Estos son siete mártires del Carmelo de Toledo, de este día
 
·         P. Nazario del Sagrado Corazón (Nazario del Valle González)
Nació en Castilfalé (León), el 28 de junio de 1901. Profesión religiosa: Segovia, 2 de septiembre de 1917 y ordenación sacerdotal: Segovia, 22 de diciembre de 1923. En 1935, en el Capítulo Provincial Nazario fue elegido subprior y maestro de estudiantes de Toledo.
 
·         Beato Pedro José de los Sagrados Corazones (Jiménez Vallejo). Nació en Valdeprado (Soria), el 22 de febrero de 1861. Profesión religiosa: Segovia, 7 de julio de 1895. Se ordenó de sacerdote el 28 de agosto de 1895. Su último destino fue Toledo, desde mayo de 1924 hasta su muerte. Fue confesor ordinario de los estudiantes y profesor de los mismos de Teología Moral y Derecho Canónico y Liturgia de 1930 a 1936.
 
·         Beato Ramón de la Virgen del Carmen (José Grijalvo Medel) Nació en Calahorra (La Rioja), el 29 de marzo de 1896. Profesión Religiosa: Segovia, 20 de diciembre de 1914. Ordenación sacerdotal: Ávila, 18 de junio de 1922. En 1930 pasa a Toledo y aquí permanecerá hasta su muerte. En el Colegio de Toledo fue profesor de Teología Espiritual. Muy entregado al apostolado y a su entera vida carmelitana.
 
·         Beato Fray Melchor del Niño Jesús (Melchor Martín Monge). Nació en San Pedro de Cansoles (Palencia), el 18 de julio de 1914. Profesión religiosa: Segovia, 27 de agosto de 1930. Estaba en Toledo en su tercer y último año de Teología (1935-1936).
 
·         Beato Fray Félix de la Virgen del Carmen (Luis Gómez de Pablo). Nació en Valladolid, el 9 de enero de 1912. Profesión religiosa: Segovia, 4 de octubre de 1930. En 1934 se traslada el estudiantado a Toledo y aquí prosigue los cursos hasta el último que termina un mes antes de su martirio.
 
·         Beato Fray Plácido del Niño Jesús (José Luis Collado Oliver). Nació en Madrid, el 25 de enero de 1912. Profesión religiosa: 18 de marzo de 1931. En enero de 1935 va a Toledo; se integra en el segundo curso de Teología, ya en marcha y lo aprueba. Culmina también el siguiente curso (1935-1936).
 
Por el mes de mayo de 1936 le llegaba una carta de su madre, Rosalía Nine: “Hijo, corren rumores de que va a estallar una guerra civil en España.

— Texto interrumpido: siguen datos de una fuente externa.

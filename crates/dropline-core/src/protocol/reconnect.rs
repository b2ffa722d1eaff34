//! Broker-disconnect recovery policy
//!
//! [`ReconnectController`] decides whether a broker-disconnect signal earns
//! another attempt and how long to wait before it. It performs no I/O; the
//! runtime owns the timer and the transport calls.

use crate::config::ReconnectConfig;
use crate::types::SessionIdentity;
use serde::{Deserialize, Serialize};
use std::time::Duration;
use tracing::debug;

// ----------------------------------------------------------------------------
// Backoff Policy
// ----------------------------------------------------------------------------

/// Capped exponential backoff
#[derive(Debug, Clone, Copy, PartialEq, Eq, Serialize, Deserialize)]
pub struct ReconnectPolicy {
    pub max_attempts: u32,
    pub base_delay: Duration,
    pub max_delay: Duration,
}

impl ReconnectPolicy {
    pub fn new(config: &ReconnectConfig) -> Self {
        Self {
            max_attempts: config.max_attempts,
            base_delay: config.base_delay,
            max_delay: config.max_delay,
        }
    }

    /// Delay before the attempt made when `spent` attempts are already used
    pub fn delay_for(&self, spent: u32) -> Duration {
        let multiplier = 1u32.checked_shl(spent).unwrap_or(u32::MAX);
        let delay = self
            .base_delay
            .checked_mul(multiplier)
            .unwrap_or(self.max_delay);

        if delay > self.max_delay {
            self.max_delay
        } else {
            delay
        }
    }
}

impl Default for ReconnectPolicy {
    fn default() -> Self {
        Self::new(&ReconnectConfig::default())
    }
}

// ----------------------------------------------------------------------------
// Controller
// ----------------------------------------------------------------------------

/// What to do about a broker-disconnect signal
#[derive(Debug, Clone, Copy, PartialEq, Eq)]
pub enum ReconnectDecision {
    /// Wait `delay`, then run attempt number `attempt` (1-based)
    Retry { attempt: u32, delay: Duration },
    /// Attempts are spent; surface the terminal error now
    GiveUp { attempts: u32 },
    /// Already gave up earlier; nothing further to surface
    AlreadyExhausted,
    /// The user disconnected; recovery is off until the next connect
    Suppressed,
}

/// Bounded recovery bookkeeping
#[derive(Debug, Clone)]
pub struct ReconnectController {
    policy: ReconnectPolicy,
    attempts: u32,
    exhausted: bool,
    suppressed: bool,
    resume_target: Option<SessionIdentity>,
}

impl ReconnectController {
    pub fn new(policy: ReconnectPolicy) -> Self {
        Self {
            policy,
            attempts: 0,
            exhausted: false,
            suppressed: false,
            resume_target: None,
        }
    }

    pub fn policy(&self) -> &ReconnectPolicy {
        &self.policy
    }

    /// Attempts spent since the last reset
    pub fn attempts(&self) -> u32 {
        self.attempts
    }

    pub fn is_exhausted(&self) -> bool {
        self.exhausted
    }

    pub fn is_suppressed(&self) -> bool {
        self.suppressed
    }

    /// Whether an attempt has been scheduled and not yet cleared by a success
    pub fn is_recovering(&self) -> bool {
        self.attempts > 0 && !self.exhausted && !self.suppressed
    }

    /// Remote to reconnect to once the endpoint is back
    pub fn resume_target(&self) -> Option<&SessionIdentity> {
        self.resume_target.as_ref()
    }

    /// Record a broker-disconnect signal
    pub fn on_broker_disconnected(&mut self) -> ReconnectDecision {
        if self.suppressed {
            return ReconnectDecision::Suppressed;
        }
        if self.exhausted {
            return ReconnectDecision::AlreadyExhausted;
        }
        if self.attempts >= self.policy.max_attempts {
            debug!("Reconnect budget of {} spent", self.policy.max_attempts);
            self.exhausted = true;
            return ReconnectDecision::GiveUp {
                attempts: self.attempts,
            };
        }

        let delay = self.policy.delay_for(self.attempts);
        self.attempts += 1;
        debug!("Reconnect attempt {} after {:?}", self.attempts, delay);
        ReconnectDecision::Retry {
            attempt: self.attempts,
            delay,
        }
    }

    /// A data session reached `Connected`, an inbound session arrived or the
    /// endpoint reopened
    pub fn on_success(&mut self) {
        self.attempts = 0;
        self.exhausted = false;
    }

    /// The user opened a session; remember it and lift any suppression
    pub fn on_user_connect(&mut self, remote: SessionIdentity) {
        self.resume_target = Some(remote);
        self.suppressed = false;
        self.exhausted = false;
        self.attempts = 0;
    }

    /// The user tore the session down; no recovery until the next connect
    pub fn suppress(&mut self) {
        self.suppressed = true;
        self.resume_target = None;
    }

    /// Clear all bookkeeping
    pub fn reset(&mut self) {
        self.attempts = 0;
        self.exhausted = false;
        self.suppressed = false;
        self.resume_target = None;
    }
}

impl Default for ReconnectController {
    fn default() -> Self {
        Self::new(ReconnectPolicy::default())
    }
}

// ----------------------------------------------------------------------------
// Tests
// ----------------------------------------------------------------------------
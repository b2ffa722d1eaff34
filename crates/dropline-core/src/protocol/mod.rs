//! Dropline Protocol Module
//!
//! - `envelope`: payload units carried over a data session
//! - `codec`: validation and JSON framing of envelopes
//! - `connection_state`: single-session lifecycle state machine
//! - `reconnect`: bounded broker-disconnect recovery policy
//! - `timeline`: ordered history of sent and received envelopes

pub mod codec;
pub mod connection_state;
pub mod envelope;
pub mod reconnect;
pub mod timeline;

// Re-export codec types
pub use codec::{decode, encode, EnvelopeCodec};

// Re-export connection state types
pub use connection_state::{
    AuditEntry, ConnectionEvent, ConnectionState, ConnectionStatus, Effect, ErrorReason,
    SessionOrigin, StateTransition, StateTransitionError, TransitionContext,
};

// Re-export envelope types
pub use envelope::{Envelope, EnvelopeKind, FileEnvelope, TextEnvelope, DEFAULT_MIME_TYPE};

// Re-export reconnection types
pub use reconnect::{ReconnectController, ReconnectDecision, ReconnectPolicy};

// Re-export timeline types
pub use timeline::{
    format_file_size, Direction, PayloadSummary, RecordFactory, RecordId, RecordIdGenerator,
    Timeline, TimelineRecord, TimelineStats,
};
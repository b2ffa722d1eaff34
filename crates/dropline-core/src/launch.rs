//! Out-of-band connect links
//!
//! A remote identity can be handed over as a `connect` query parameter, for
//! example through a scanned QR code. The parameter is consumed once: the
//! caller gets the identity plus the URL with the parameter stripped, to put
//! back in the address bar so a reload does not connect again.

use crate::types::SessionIdentity;
use crate::{DroplineError, DroplineResult};
use url::Url;

/// Query parameter carrying the remote identity
pub const CONNECT_PARAM: &str = "connect";

/// Page that forwards a scanned link to the client
pub const SCAN_PAGE: &str = "scan.html";

/// Result of inspecting a launch URL
#[derive(Debug, Clone, PartialEq, Eq)]
pub struct LaunchRequest {
    /// Remote to connect to once the local identity is ready
    pub remote: Option<SessionIdentity>,
    /// The URL without the `connect` parameter
    pub cleaned: String,
}

impl LaunchRequest {
    /// Inspect a launch URL
    ///
    /// Other query parameters are kept. A blank `connect` value is dropped
    /// without yielding a remote.
    pub fn parse(raw: &str) -> DroplineResult<Self> {
        let mut url = Url::parse(raw)
            .map_err(|e| DroplineError::config_error(format!("invalid launch URL: {}", e)))?;

        let mut remote = None;
        let mut kept = Vec::new();
        for (key, value) in url.query_pairs() {
            if key == CONNECT_PARAM {
                if remote.is_none() {
                    remote = SessionIdentity::parse(&value).ok();
                }
            } else {
                kept.push((key.into_owned(), value.into_owned()));
            }
        }

        if kept.is_empty() {
            url.set_query(None);
        } else {
            url.query_pairs_mut().clear().extend_pairs(kept);
        }

        Ok(Self {
            remote,
            cleaned: url.to_string(),
        })
    }

    /// Whether the URL asked for a connection
    pub fn wants_connect(&self) -> bool {
        self.remote.is_some()
    }
}

/// Link a remote device opens to connect to `identity`
///
/// The scan page lives next to the page at `base`; any query or fragment on
/// `base` is discarded.
pub fn share_link(base: &str, identity: &SessionIdentity) -> DroplineResult<String> {
    let mut base = Url::parse(base)
        .map_err(|e| DroplineError::config_error(format!("invalid base URL: {}", e)))?;
    base.set_query(None);
    base.set_fragment(None);

    let mut link = base
        .join(SCAN_PAGE)
        .map_err(|e| DroplineError::config_error(format!("invalid base URL: {}", e)))?;
    link.query_pairs_mut()
        .append_pair(CONNECT_PARAM, identity.as_str());
    Ok(link.to_string())
}
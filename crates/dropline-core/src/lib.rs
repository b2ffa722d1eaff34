//! Dropline Core
//!
//! Foundational types for Dropline, a two-party file and text drop over a
//! brokered peer-to-peer transport:
//! - session identities and their generator
//! - the envelope wire codec
//! - the single-session connection state machine
//! - the reconnection policy
//! - the timeline merge engine
//! - the transport collaborator contract
//!
//! Nothing here performs I/O or spawns tasks; `dropline-runtime` drives these
//! pieces against a concrete transport.

// ----------------------------------------------------------------------------
// Module Declarations
// ----------------------------------------------------------------------------

pub mod channel;
pub mod config;
pub mod errors;
pub mod identity;
pub mod launch;
pub mod protocol;
pub mod transport;
pub mod types;

// ----------------------------------------------------------------------------
// Public API
// ----------------------------------------------------------------------------

pub use channel::{create_event_channel, DroplineEvent, DroplineEventReceiver, DroplineEventSender};
pub use config::{
    ChannelConfig, ConnectionConfig, DroplineConfig, ReconnectConfig, SharedDroplineConfig,
    TransportConfig,
};
pub use errors::{
    DroplineError, DroplineResult, EnvelopeError, Result, SessionError, TransportError,
    TransportErrorKind,
};
pub use identity::{generate_identity, IdentityGenerator};
pub use launch::{share_link, LaunchRequest};
pub use protocol::{
    format_file_size, ConnectionState, ConnectionStatus, Direction, Envelope, EnvelopeKind,
    ErrorReason, FileEnvelope, PayloadSummary, RecordId, TextEnvelope, Timeline, TimelineRecord,
};
pub use transport::{
    create_transport_event_channel, ConnectOptions, Endpoint, Session, Transport, TransportEvent,
    TransportEventReceiver, TransportEventSender,
};
pub use types::{
    ManualTimeSource, SessionId, SessionIdentity, SystemTimeSource, TimeSource, Timestamp,
};
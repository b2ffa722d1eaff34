//! Local session identity generation
//!
//! Identities are read aloud, typed on phones and scanned from QR codes, so
//! they avoid glyphs that are easy to confuse (`0`/`o`, `1`/`l`).

use crate::types::SessionIdentity;
use rand_core::{OsRng, RngCore};

// ----------------------------------------------------------------------------
// Constants
// ----------------------------------------------------------------------------

/// Characters a generated identity may contain
pub const IDENTITY_ALPHABET: &[u8; 32] = b"23456789abcdefghijkmnpqrstuvwxyz";

/// Length of a generated identity
pub const IDENTITY_LENGTH: usize = 8;

// ----------------------------------------------------------------------------
// Identity Generator
// ----------------------------------------------------------------------------

/// Produces fresh local identities from a random source
#[derive(Debug, Clone)]
pub struct IdentityGenerator<R = OsRng> {
    rng: R,
}

impl IdentityGenerator<OsRng> {
    /// Generator backed by the operating system's entropy source
    pub fn new() -> Self {
        Self { rng: OsRng }
    }
}

impl Default for IdentityGenerator<OsRng> {
    fn default() -> Self {
        Self::new()
    }
}

impl<R: RngCore> IdentityGenerator<R> {
    /// Generator backed by a caller-supplied random source
    pub fn with_rng(rng: R) -> Self {
        Self { rng }
    }

    /// Generate a new identity
    pub fn generate(&mut self) -> SessionIdentity {
        let mut raw = [0u8; IDENTITY_LENGTH];
        self.rng.fill_bytes(&mut raw);

        // 256 is a multiple of the alphabet size, so the modulo is unbiased
        let token: String = raw
            .iter()
            .map(|byte| IDENTITY_ALPHABET[*byte as usize % IDENTITY_ALPHABET.len()] as char)
            .collect();

        SessionIdentity::new_unchecked(token)
    }
}

/// Generate an identity with the default entropy source
pub fn generate_identity() -> SessionIdentity {
    IdentityGenerator::new().generate()
}

/// Whether every character of `value` comes from [`IDENTITY_ALPHABET`]
pub fn is_transcription_safe(value: &str) -> bool {
    !value.is_empty() && value.bytes().all(|b| IDENTITY_ALPHABET.contains(&b))
}

// ----------------------------------------------------------------------------
// Tests
// ----------------------------------------------------------------------------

Temiendo pueda ocurrirte una desgracia, solicita y pide permiso a tus superiores para que puedas venir a nuestro lado”. La respuesta de fray Daniel fue: “La suerte que puedan correr mi superior y hermanos, quiero sea la mía también. Mientras, Vd., como madre, rece y pida mucho al Señor y a la Santísima Virgen del Carmen para que nos proteja a todos”. Ahí sigue valiente y animoso en Toledo.